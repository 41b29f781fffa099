pub mod rest_resource;

pub use rest_resource::RestResourceApi;
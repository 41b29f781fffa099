use serde::{Deserialize, Serialize};

use crate::impl_resource;
use crate::utils::validation::{Validate, ValidationErrors};

#[derive(Debug, Clone, Default, PartialEq, Serialize, Deserialize)]
pub struct SchoolClass {
    #[serde(default, skip_serializing_if = "Option::is_none")]
    pub id: Option<i64>,
    pub name: String,
    #[serde(default)]
    pub grade: Option<String>,
    #[serde(default)]
    pub section: Option<String>,
    #[serde(default)]
    pub teacher: Option<i64>,
    #[serde(default)]
    pub room: Option<String>,
    pub capacity: u32,
    #[serde(default, skip_serializing)]
    pub student_count: u32,
    #[serde(default = "default_true")]
    pub is_active: bool,
}

fn default_true() -> bool {
    true
}

impl SchoolClass {
    /// Fraction of seats taken, 0.0 when the class has no capacity set
    pub fn occupancy(&self) -> f64 {
        if self.capacity == 0 {
            0.0
        } else {
            self.student_count as f64 / self.capacity as f64
        }
    }

    pub fn has_free_seat(&self) -> bool {
        self.student_count < self.capacity
    }
}

impl Validate for SchoolClass {
    fn validate(&self) -> Result<(), ValidationErrors> {
        let mut errors = ValidationErrors::new();
        errors.require("name", &self.name);
        if self.capacity == 0 {
            errors.add("capacity", "Must be greater than zero.");
        }
        errors.into_result()
    }
}

impl_resource!(SchoolClass, "classes", validated);
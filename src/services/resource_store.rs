//! Paginated collection cache for one REST resource
//!
//! A `ResourceStore<R>` holds the last fetched page of a collection plus
//! loading/error bookkeeping. Fetches replace the page wholesale; mutations
//! call the server first and then patch the cached rows in place, so no
//! refetch is needed after create/update/delete.
//!
//! Every fetch takes a sequence number. When responses arrive out of order
//! only the most recently issued fetch is applied; older ones are dropped.

use std::sync::Arc;
use std::sync::atomic::{AtomicU64, Ordering};

use serde_json::Value;
use tokio::sync::RwLock;

use crate::domain::{
    ClientResult, ListParams, Page, Resource, ResourceApi, StoreError, StoreResult,
    page_number_from_link,
};
use crate::infrastructure::client::ApiClient;
use crate::infrastructure::repositories::RestResourceApi;

/// What happened to a fetch
#[derive(Debug, Clone, Copy, PartialEq, Eq)]
pub enum FetchOutcome {
    /// Response replaced the cached page
    Applied,
    /// A newer fetch was issued meanwhile; response dropped
    Stale,
    /// No `next`/`previous` link to follow
    NoPage,
}

/// Read-only copy of a store's state
#[derive(Debug, Clone)]
pub struct CollectionSnapshot<R> {
    pub count: u64,
    pub next: Option<String>,
    pub previous: Option<String>,
    pub results: Vec<Arc<R>>,
    pub params: ListParams,
    pub loading: bool,
    pub loaded: bool,
    pub error: Option<String>,
}

impl<R> CollectionSnapshot<R> {
    pub fn current_page(&self) -> u32 {
        self.params.page.unwrap_or(1)
    }

    pub fn has_next(&self) -> bool {
        self.next.is_some()
    }

    pub fn has_previous(&self) -> bool {
        self.previous.is_some()
    }
}

struct CollectionState<R> {
    page: Page<Arc<R>>,
    params: ListParams,
    pending: usize,
    loaded: bool,
    error: Option<String>,
}

impl<R> Default for CollectionState<R> {
    fn default() -> Self {
        Self {
            page: Page::default(),
            params: ListParams::default(),
            pending: 0,
            loaded: false,
            error: None,
        }
    }
}

impl<R: Resource> CollectionState<R> {
    fn replace_row(&mut self, id: i64, row: Arc<R>) -> bool {
        match self.page.results.iter_mut().find(|r| r.id() == Some(id)) {
            Some(slot) => {
                *slot = row;
                true
            }
            None => false,
        }
    }
}

pub struct ResourceStore<R: Resource> {
    api: Arc<dyn ResourceApi<R>>,
    state: RwLock<CollectionState<R>>,
    fetch_seq: AtomicU64,
}

impl<R: Resource> ResourceStore<R> {
    pub fn new(api: Arc<dyn ResourceApi<R>>) -> Self {
        Self {
            api,
            state: RwLock::new(CollectionState::default()),
            fetch_seq: AtomicU64::new(0),
        }
    }

    /// Store over the resource's REST collection
    pub fn rest(client: &ApiClient) -> Self {
        Self::new(Arc::new(RestResourceApi::<R>::new(client.clone())))
    }

    pub fn api(&self) -> &Arc<dyn ResourceApi<R>> {
        &self.api
    }

    pub fn path(&self) -> &str {
        self.api.path()
    }

    // --- Fetching ---

    /// Load one page with the given search/pagination params
    pub async fn fetch(&self, params: ListParams) -> StoreResult<FetchOutcome> {
        let seq = self.next_seq();
        self.begin().await;
        tracing::debug!("[{}] fetch #{} {:?}", self.path(), seq, params);
        let result = self.api.list(&params).await;
        self.apply_page(seq, params, result).await
    }

    /// Refetch with the params of the last applied fetch
    pub async fn refresh(&self) -> StoreResult<FetchOutcome> {
        let params = self.state.read().await.params.clone();
        self.fetch(params).await
    }

    pub async fn fetch_next(&self) -> StoreResult<FetchOutcome> {
        let link = self.state.read().await.page.next.clone();
        self.follow(link).await
    }

    pub async fn fetch_previous(&self) -> StoreResult<FetchOutcome> {
        let link = self.state.read().await.page.previous.clone();
        self.follow(link).await
    }

    async fn follow(&self, link: Option<String>) -> StoreResult<FetchOutcome> {
        let Some(link) = link else {
            return Ok(FetchOutcome::NoPage);
        };
        let seq = self.next_seq();
        self.begin().await;
        let mut params = self.state.read().await.params.clone();
        params.page = page_number_from_link(&link);
        tracing::debug!("[{}] fetch #{} {}", self.path(), seq, link);
        let result = self.api.list_link(&link).await;
        self.apply_page(seq, params, result).await
    }

    fn next_seq(&self) -> u64 {
        self.fetch_seq.fetch_add(1, Ordering::SeqCst) + 1
    }

    async fn apply_page(
        &self,
        seq: u64,
        params: ListParams,
        result: ClientResult<Page<R>>,
    ) -> StoreResult<FetchOutcome> {
        let mut state = self.state.write().await;
        state.pending = state.pending.saturating_sub(1);

        if seq != self.fetch_seq.load(Ordering::SeqCst) {
            tracing::debug!("[{}] dropping stale response #{}", self.path(), seq);
            return Ok(FetchOutcome::Stale);
        }

        match result {
            Ok(page) => {
                tracing::debug!(
                    "[{}] page loaded: {} of {} rows",
                    self.path(),
                    page.results.len(),
                    page.count
                );
                state.page = page.map(Arc::new);
                state.params = params;
                state.loaded = true;
                state.error = None;
                Ok(FetchOutcome::Applied)
            }
            Err(e) => {
                tracing::warn!("[{}] fetch failed: {}", self.path(), e);
                state.error = Some(e.to_string());
                Err(e.into())
            }
        }
    }

    /// Walk every page for `params` without touching the cache
    pub async fn collect_all(&self, params: ListParams) -> StoreResult<Vec<R>> {
        let mut page = self.api.list(&params).await?;
        let mut rows = std::mem::take(&mut page.results);
        while let Some(link) = page.next.take() {
            page = self.api.list_link(&link).await?;
            rows.append(&mut page.results);
        }
        Ok(rows)
    }

    // --- Mutations ---

    /// GET one record; refreshes the cached row if it is on the page
    pub async fn retrieve(&self, id: i64) -> StoreResult<Arc<R>> {
        self.begin().await;
        let result = self.api.retrieve(id).await;
        self.finish(result, |state, row| {
            let row = Arc::new(row);
            state.replace_row(id, row.clone());
            row
        })
        .await
    }

    /// POST, then append the server's row and bump `count`
    pub async fn create(&self, item: &R) -> StoreResult<Arc<R>> {
        item.validate()?;
        self.begin().await;
        let result = self.api.create(item).await;
        let created = self
            .finish(result, |state, row| {
                let row = Arc::new(row);
                state.page.results.push(row.clone());
                state.page.count += 1;
                row
            })
            .await?;
        tracing::info!("[{}] created #{:?}", self.path(), created.id());
        Ok(created)
    }

    /// PUT, then swap the cached row for the server's version
    pub async fn update(&self, id: i64, item: &R) -> StoreResult<Arc<R>> {
        item.validate()?;
        self.begin().await;
        let result = self.api.update(id, item).await;
        let updated = self
            .finish(result, |state, row| {
                let row = Arc::new(row);
                state.replace_row(id, row.clone());
                row
            })
            .await?;
        tracing::info!("[{}] updated #{}", self.path(), id);
        Ok(updated)
    }

    /// PATCH selected fields, then swap the cached row
    pub async fn patch(&self, id: i64, changes: Value) -> StoreResult<Arc<R>> {
        self.begin().await;
        let result = self.api.patch(id, &changes).await;
        let updated = self
            .finish(result, |state, row| {
                let row = Arc::new(row);
                state.replace_row(id, row.clone());
                row
            })
            .await?;
        tracing::info!("[{}] patched #{}", self.path(), id);
        Ok(updated)
    }

    /// DELETE, then drop the row and decrement `count`
    pub async fn delete(&self, id: i64) -> StoreResult<()> {
        self.begin().await;
        let result = self.api.delete(id).await;
        self.finish(result, |state, ()| {
            state.page.results.retain(|row| row.id() != Some(id));
            // the server total shrank even if the row was on another page
            state.page.count = state.page.count.saturating_sub(1);
        })
        .await?;
        tracing::info!("[{}] deleted #{}", self.path(), id);
        Ok(())
    }

    async fn begin(&self) {
        let mut state = self.state.write().await;
        state.pending += 1;
        state.error = None;
    }

    async fn finish<T, U>(
        &self,
        result: ClientResult<T>,
        apply: impl FnOnce(&mut CollectionState<R>, T) -> U,
    ) -> StoreResult<U> {
        let mut state = self.state.write().await;
        state.pending = state.pending.saturating_sub(1);
        match result {
            Ok(value) => Ok(apply(&mut state, value)),
            Err(e) => {
                tracing::warn!("[{}] request failed: {}", self.path(), e);
                state.error = Some(e.to_string());
                Err(StoreError::Client(e))
            }
        }
    }

    // --- Reads ---

    pub async fn snapshot(&self) -> CollectionSnapshot<R> {
        let state = self.state.read().await;
        CollectionSnapshot {
            count: state.page.count,
            next: state.page.next.clone(),
            previous: state.page.previous.clone(),
            results: state.page.results.clone(),
            params: state.params.clone(),
            loading: state.pending > 0,
            loaded: state.loaded,
            error: state.error.clone(),
        }
    }

    pub async fn results(&self) -> Vec<Arc<R>> {
        self.state.read().await.page.results.clone()
    }

    pub async fn count(&self) -> u64 {
        self.state.read().await.page.count
    }

    pub async fn find(&self, id: i64) -> Option<Arc<R>> {
        self.state
            .read()
            .await
            .page
            .results
            .iter()
            .find(|row| row.id() == Some(id))
            .cloned()
    }

    /// Cached row or a GET when it is not on the current page
    pub async fn get_or_retrieve(&self, id: i64) -> StoreResult<Arc<R>> {
        match self.find(id).await {
            Some(row) => Ok(row),
            None => self.retrieve(id).await,
        }
    }

    /// Swap in a row obtained elsewhere (no request). Ignored when the row
    /// is not on the cached page.
    pub async fn replace_cached(&self, row: R) -> bool {
        let Some(id) = row.id() else {
            return false;
        };
        self.state.write().await.replace_row(id, Arc::new(row))
    }

    pub async fn is_loading(&self) -> bool {
        self.state.read().await.pending > 0
    }

    pub async fn error(&self) -> Option<String> {
        self.state.read().await.error.clone()
    }

    pub async fn clear_error(&self) {
        self.state.write().await.error = None;
    }

    /// Forget the cached page, e.g. on logout. In-flight fetches become stale.
    pub async fn reset(&self) {
        self.next_seq();
        let mut state = self.state.write().await;
        let pending = state.pending;
        *state = CollectionState::default();
        state.pending = pending;
    }
}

→ **ABOUT THIS EXERCISE**
Which lines above include "tracing"? Show each of them by copying it.

→ **PROBLEM SOLUTION**
        tracing::debug!("[{}] fetch #{} {:?}", self.path(), seq, params);
        tracing::debug!("[{}] fetch #{} {}", self.path(), seq, link);
            tracing::debug!("[{}] dropping stale response #{}", self.path(), seq);
                tracing::debug!(
                tracing::warn!("[{}] fetch failed: {}", self.path(), e);
        tracing::info!("[{}] created #{:?}", self.path(), created.id());
        tracing::info!("[{}] updated #{}", self.path(), id);
        tracing::info!("[{}] patched #{}", self.path(), id);
        tracing::info!("[{}] deleted #{}", self.path(), id);
                tracing::warn!("[{}] request failed: {}", self.path(), e);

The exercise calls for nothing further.